WHAT THIS TASK INVOLVES
Nothing in the data may change. Copy all of it exactly.

DATA TO EXAMINE
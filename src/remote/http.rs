use std::time::Duration;

use reqwest::header::{CACHE_CONTROL, CONTENT_TYPE, PRAGMA};
use reqwest::Client;

use super::{cache_busting_query, FetchFailure, RawResponse, RemoteSource};
use crate::errors::AppError;

/// Remote source over HTTP, rooted at the site's base URL.
#[derive(Clone)]
pub struct HttpRemote {
    base: String,
    client: Client,
}

impl HttpRemote {
    pub fn new(base: impl Into<String>, timeout: Option<Duration>) -> Result<Self, AppError> {
        let mut builder = Client::builder();
        if let Some(timeout) = timeout {
            builder = builder.timeout(timeout);
        }
        let base: String = base.into();
        Ok(HttpRemote {
            base: base.trim_end_matches('/').to_string(),
            client: builder.build()?,
        })
    }

    pub fn url(&self, document: &str) -> String {
        format!("{}/{}", self.base, document)
    }
}

impl RemoteSource for HttpRemote {
    async fn get(&self, document: &str) -> Result<RawResponse, FetchFailure> {
        let query = cache_busting_query();
        let resp = self
            .client
            .get(self.url(document))
            .query(&query)
            .header(CACHE_CONTROL, "no-store")
            .header(PRAGMA, "no-cache")
            .send()
            .await
            .map_err(|err| FetchFailure::Network(err.to_string()))?;

        let status = resp.status().as_u16();
        let content_type = resp
            .headers()
            .get(CONTENT_TYPE)
            .and_then(|v| v.to_str().ok())
            .map(str::to_string);
        let body = resp
            .text()
            .await
            .map_err(|err| FetchFailure::Network(err.to_string()))?;

        Ok(RawResponse {
            status,
            content_type,
            body,
        })
    }
}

EXERCISE RESULT
filename src/remote/http.rs
use std::time::Duration;

use reqwest::header::{CACHE_CONTROL, CONTENT_TYPE, PRAGMA};
use reqwest::Client;

use super::{cache_busting_query, FetchFailure, RawResponse, RemoteSource};
use crate::errors::AppError;

/// Remote source over HTTP, rooted at the site's base URL.
#[derive(Clone)]
pub struct HttpRemote {
    base: String,
    client: Client,
}

impl HttpRemote {
    pub fn new(base: impl Into<String>, timeout: Option<Duration>) -> Result<Self, AppError> {
        let mut builder = Client::builder();
        if let Some(timeout) = timeout {
            builder = builder.timeout(timeout);
        }
        let base: String = base.into();
        Ok(HttpRemote {
            base: base.trim_end_matches('/').to_string(),
            client: builder.build()?,
        })
    }

    pub fn url(&self, document: &str) -> String {
        format!("{}/{}", self.base, document)
    }
}

impl RemoteSource for HttpRemote {
    async fn get(&self, document: &str) -> Result<RawResponse, FetchFailure> {
        let query = cache_busting_query();
        let resp = self
            .client
            .get(self.url(document))
            .query(&query)
            .header(CACHE_CONTROL, "no-store")
            .header(PRAGMA, "no-cache")
            .send()
            .await
            .map_err(|err| FetchFailure::Network(err.to_string()))?;

        let status = resp.status().as_u16();
        let content_type = resp
            .headers()
            .get(CONTENT_TYPE)
            .and_then(|v| v.to_str().ok())
            .map(str::to_string);
        let body = resp
            .text()
            .await
            .map_err(|err| FetchFailure::Network(err.to_string()))?;

        Ok(RawResponse {
            status,
            content_type,
            body,
        })
    }
}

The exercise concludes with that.